At June 30, 2006, we had total assets of $51.1 million, deposits of $29.1 million and stockholders’ equity of $13.5 million.
Our executive offices are located at 1575 Pine Ridge Road, #15 , Naples, Florida 34109; our telephone number is (239) 434-2069; our internet address is http://www.partnersbank.net.
Liquidity and Capital Resources
The Company relied on $15.8 million in existing liquidity and $8.4 million in short-term borrowings to meet its funding needs during the three months ended June 30, 2006. Cash was used primarily to: originate loans, net of principal repayments totaling $9.0 million; fund loans held for sale net of proceeds from sales of $6.8 million; fund a net decrease in deposits of $5.8 million and purchase securities available for sale of $2.0 million. The decrease in deposits during the current period and the subsequent reliance on short term borrowings can be attributable to seasonality in the Naples market as well as a reduction in advertising and promotion of deposit products. In an effort to maximize the impact of product advertising management elected to defer expenditures in this area, until the Bank’s second office, the modular unit at the Company’s future main office site opens August 7, 2007. Management anticipates that with the opening of the temporary modular unit and with competitive products that we will be able to fund future liquidity need primarily through deposit generation.
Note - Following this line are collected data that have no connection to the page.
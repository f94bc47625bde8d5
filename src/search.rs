//! Streaming semantic query over indexed sections.
//!
//! [`stream_query`] embeds the query with the same model used for indexing,
//! asks the store for the most similar sections and yields them one by one
//! as [`QueryEvent::Fragment`]s, terminated by [`QueryEvent::Done`]. Any
//! failure produces a single [`QueryEvent::Error`] and ends the stream.
//! Transport (SSE, websockets, …) is left to the consumer; [`QueryEvent::data`]
//! renders each event as the payload such a transport would send.

use std::sync::Arc;

use anyhow::{bail, Result};
use serde_json::json;
use tokio::sync::mpsc;

use crate::config::{Config, SearchConfig};
use crate::embedding::{Embedder, OpenAIEmbedder};
use crate::models::SectionMatch;
use crate::store::{self, MatchQuery, PageStore};

/// End-of-stream marker sent after the last fragment.
pub const DONE_SENTINEL: &str = "[DONE]";

const CHANNEL_CAPACITY: usize = 16;

#[derive(Debug, Clone, PartialEq)]
pub enum QueryEvent {
    Fragment(SectionMatch),
    Done,
    Error(String),
}

impl QueryEvent {
    /// Wire payload: the match as JSON, the `[DONE]` sentinel, or
    /// `{"error": …}`.
    pub fn data(&self) -> String {
        match self {
            QueryEvent::Fragment(m) => {
                serde_json::to_string(m).unwrap_or_else(|_| json!({ "id": m.id }).to_string())
            }
            QueryEvent::Done => DONE_SENTINEL.to_string(),
            QueryEvent::Error(message) => json!({ "error": message }).to_string(),
        }
    }
}

#[derive(Debug, Clone, Copy, PartialEq)]
pub struct MatchOptions {
    pub threshold: f32,
    pub count: usize,
    pub min_content_length: usize,
}

impl From<&SearchConfig> for MatchOptions {
    fn from(config: &SearchConfig) -> Self {
        Self {
            threshold: config.match_threshold,
            count: config.match_count,
            min_content_length: config.min_content_length,
        }
    }
}

/// Run a query in the background and return the stream of its events.
pub fn stream_query(
    store: Arc<dyn PageStore>,
    embedder: Arc<dyn Embedder>,
    query: String,
    options: MatchOptions,
) -> mpsc::Receiver<QueryEvent> {
    let (tx, rx) = mpsc::channel(CHANNEL_CAPACITY);

    tokio::spawn(async move {
        match produce(store.as_ref(), embedder.as_ref(), &query, options, &tx).await {
            Ok(()) => {
                let _ = tx.send(QueryEvent::Done).await;
            }
            Err(err) => {
                tracing::warn!(error = %format!("{:#}", err), "query failed");
                let _ = tx.send(QueryEvent::Error(format!("{:#}", err))).await;
            }
        }
    });

    rx
}

async fn produce(
    store: &dyn PageStore,
    embedder: &dyn Embedder,
    query: &str,
    options: MatchOptions,
    tx: &mpsc::Sender<QueryEvent>,
) -> Result<()> {
    let query = query.trim();
    if query.is_empty() {
        bail!("missing query text");
    }

    let embedding = embedder.embed(query).await?;
    let matches = store
        .match_sections(MatchQuery {
            embedding: &embedding.vector,
            threshold: options.threshold,
            count: options.count,
            min_content_length: options.min_content_length,
        })
        .await?;

    for m in matches {
        if tx.send(QueryEvent::Fragment(m)).await.is_err() {
            // Receiver went away; nothing left to do.
            break;
        }
    }
    Ok(())
}

/// `docsearch search "<query>"`: print matching sections as they stream in.
pub async fn run_search(config: &Config, query: &str) -> Result<()> {
    let credentials = config.credentials()?;
    let store: Arc<dyn PageStore> = Arc::from(store::open(&credentials.store, config).await?);
    let embedder: Arc<dyn Embedder> = Arc::new(OpenAIEmbedder::new(
        &config.embedding,
        &credentials.embedding_key,
    )?);

    let mut events = stream_query(
        store,
        embedder,
        query.to_string(),
        MatchOptions::from(&config.search),
    );

    let mut shown = 0usize;
    while let Some(event) = events.recv().await {
        match event {
            QueryEvent::Fragment(m) => {
                shown += 1;
                let location = match (&m.path, &m.slug) {
                    (Some(path), Some(slug)) => format!("{}#{}", path, slug),
                    (Some(path), None) => path.clone(),
                    (None, _) => format!("page {}", m.page_id),
                };
                println!("{}. [{:.2}] {}", shown, m.similarity, location);
                if let Some(heading) = &m.heading {
                    println!("    heading: {}", heading);
                }
                println!("    excerpt: \"{}\"", excerpt(&m.content));
                println!();
            }
            QueryEvent::Done => break,
            QueryEvent::Error(message) => bail!("search failed: {}", message),
        }
    }

    if shown == 0 {
        println!("No results.");
    }
    Ok(())
}

fn excerpt(content: &str) -> String {
    let flat = content.replace('\n', " ");
    let flat = flat.trim();
    let mut out: String = flat.chars().take(200).collect();
    if flat.chars().count() > 200 {
        out.push('…');
    }
    out
}

#[cfg(test)]
mod tests {
    use super::*;
    use crate::embedding::{EmbedError, Embedding};
    use crate::models::{NewSection, PageUpsert};
    use crate::store::InMemoryStore;
    use async_trait::async_trait;

    struct FixedEmbedder {
        vector: Vec<f32>,
        fail: bool,
    }

    #[async_trait]
    impl Embedder for FixedEmbedder {
        fn model_name(&self) -> &str {
            "fixed"
        }

        async fn embed(&self, _text: &str) -> Result<Embedding, EmbedError> {
            if self.fail {
                return Err(EmbedError::InvalidResponse("no vector".to_string()));
            }
            Ok(Embedding {
                vector: self.vector.clone(),
                token_count: 1,
            })
        }
    }

    fn options() -> MatchOptions {
        MatchOptions {
            threshold: 0.5,
            count: 10,
            min_content_length: 0,
        }
    }

    async fn indexed_store() -> Arc<InMemoryStore> {
        let store = InMemoryStore::new();
        let page = store
            .upsert_page(&PageUpsert {
                path: "guides/intro".to_string(),
                page_type: "markdown".to_string(),
                source: "guide".to_string(),
                meta: None,
                parent_page_id: None,
            })
            .await
            .unwrap();
        for (content, embedding) in [
            ("install the cli", vec![1.0, 0.0]),
            ("configure the store", vec![0.8, 0.2]),
            ("unrelated", vec![0.0, 1.0]),
        ] {
            store
                .insert_section(&NewSection {
                    page_id: page.id,
                    slug: Some(content.replace(' ', "-")),
                    heading: None,
                    content: content.to_string(),
                    token_count: 2,
                    embedding,
                })
                .await
                .unwrap();
        }
        store.commit_checksum(page.id, "sum").await.unwrap();
        Arc::new(store)
    }

    async fn collect(mut rx: mpsc::Receiver<QueryEvent>) -> Vec<QueryEvent> {
        let mut events = Vec::new();
        while let Some(event) = rx.recv().await {
            events.push(event);
        }
        events
    }

    #[tokio::test]
    async fn test_fragments_then_done() {
        let store = indexed_store().await;
        let embedder = Arc::new(FixedEmbedder {
            vector: vec![1.0, 0.0],
            fail: false,
        });

        let events = collect(stream_query(
            store,
            embedder,
            "how do I install?".to_string(),
            options(),
        ))
        .await;

        assert_eq!(events.len(), 3);
        match (&events[0], &events[1]) {
            (QueryEvent::Fragment(first), QueryEvent::Fragment(second)) => {
                assert_eq!(first.content, "install the cli");
                assert_eq!(second.content, "configure the store");
                assert_eq!(first.path.as_deref(), Some("guides/intro"));
            }
            other => panic!("expected two fragments, got {other:?}"),
        }
        assert_eq!(events[2], QueryEvent::Done);
        assert_eq!(events[2].data(), "[DONE]");
    }

    #[tokio::test]
    async fn test_empty_query_is_error_event() {
        let store = indexed_store().await;
        let embedder = Arc::new(FixedEmbedder {
            vector: vec![1.0, 0.0],
            fail: false,
        });

        let events = collect(stream_query(store, embedder, "  \n ".to_string(), options())).await;
        assert_eq!(events.len(), 1);
        match &events[0] {
            QueryEvent::Error(message) => assert!(message.contains("missing query")),
            other => panic!("expected error, got {other:?}"),
        }
    }

    #[tokio::test]
    async fn test_embedding_failure_is_error_event() {
        let store = indexed_store().await;
        let embedder = Arc::new(FixedEmbedder {
            vector: Vec::new(),
            fail: true,
        });

        let events = collect(stream_query(store, embedder, "q".to_string(), options())).await;
        assert_eq!(events.len(), 1);
        assert!(matches!(events[0], QueryEvent::Error(_)));
        assert!(events[0].data().contains("\"error\""));
    }

    #[tokio::test]
    async fn test_no_matches_is_just_done() {
        let store = indexed_store().await;
        let embedder = Arc::new(FixedEmbedder {
            vector: vec![-1.0, 0.0],
            fail: false,
        });

        let events = collect(stream_query(store, embedder, "q".to_string(), options())).await;
        assert_eq!(events, vec![QueryEvent::Done]);
    }

    #[test]
    fn test_excerpt_flattens_and_truncates() {
        assert_eq!(excerpt("a\nb\n"), "a b");
        let long = "x".repeat(250);
        assert_eq!(excerpt(&long).chars().count(), 201);
    }
}
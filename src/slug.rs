//! GitHub-style heading slugs.
//!
//! A [`Slugger`] is scoped to one document: the first occurrence of a slug
//! is returned as-is, later collisions get `-1`, `-2`, … appended.

use std::collections::HashMap;

/// Stateful slug generator that disambiguates repeated headings.
#[derive(Debug, Default)]
pub struct Slugger {
    occurrences: HashMap<String, usize>,
}

impl Slugger {
    pub fn new() -> Self {
        Self::default()
    }

    /// Return a slug for `value` that is unique among all slugs issued so far.
    pub fn slug(&mut self, value: &str) -> String {
        let base = slugify(value);
        let mut result = base.clone();

        if let Some(&seen) = self.occurrences.get(&base) {
            let mut count = seen;
            loop {
                count += 1;
                result = format!("{}-{}", base, count);
                if !self.occurrences.contains_key(&result) {
                    break;
                }
            }
            self.occurrences.insert(base, count);
        }

        self.occurrences.insert(result.clone(), 0);
        result
    }
}

/// Lowercase `value`, drop punctuation and symbols, and turn spaces into `-`.
///
/// Letters, digits, `_`, `-` and spaces survive, in any script.
pub fn slugify(value: &str) -> String {
    value
        .to_lowercase()
        .chars()
        .filter_map(|c| match c {
            ' ' => Some('-'),
            '-' | '_' => Some(c),
            c if c.is_alphanumeric() => Some(c),
            _ => None,
        })
        .collect()
}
Off-Balance Sheet Arrangements
The Company is a party to financial instruments with off-balance-sheet risk in the normal course of business to meet the financing needs of its customers. These financial instruments are commitments to extend credit, unused lines of credit and undisbursed loans and may involve, to varying degrees, elements of credit risk in excess of the amount recognized in the condensed consolidated balance sheet. The contract amounts of these instruments reflect the extent of involvement the Company has in these financial instruments.
Commitments to extend credit are agreements to lend to a customer as long as there is no violation of any condition established in the contract. Commitments generally have fixed expiration dates or other termination clauses and may require payment of a fee. Since some of the commitments are expected to expire without being drawn upon, the total commitment amounts do not necessarily represent future cash requirements. The Company evaluates each customer’s credit worthiness on a case-by-case basis. The amount of collateral obtained by the Company if any upon extension of credit is based on management’s credit evaluation of the counterparty.
10
PARTNERS FINANCIAL CORPORATION AND SUBSIDIARY
Item 2. Management’s Discussion and Analysis
of Financial Condition and Results of Operations
Comparison of June 30, 2006 and March 31, 2006
Off-Balance Sheet Arrangements, Continued
Unused lines of credit and commitments to extend credit typically result in loans with a market interest rate when funded.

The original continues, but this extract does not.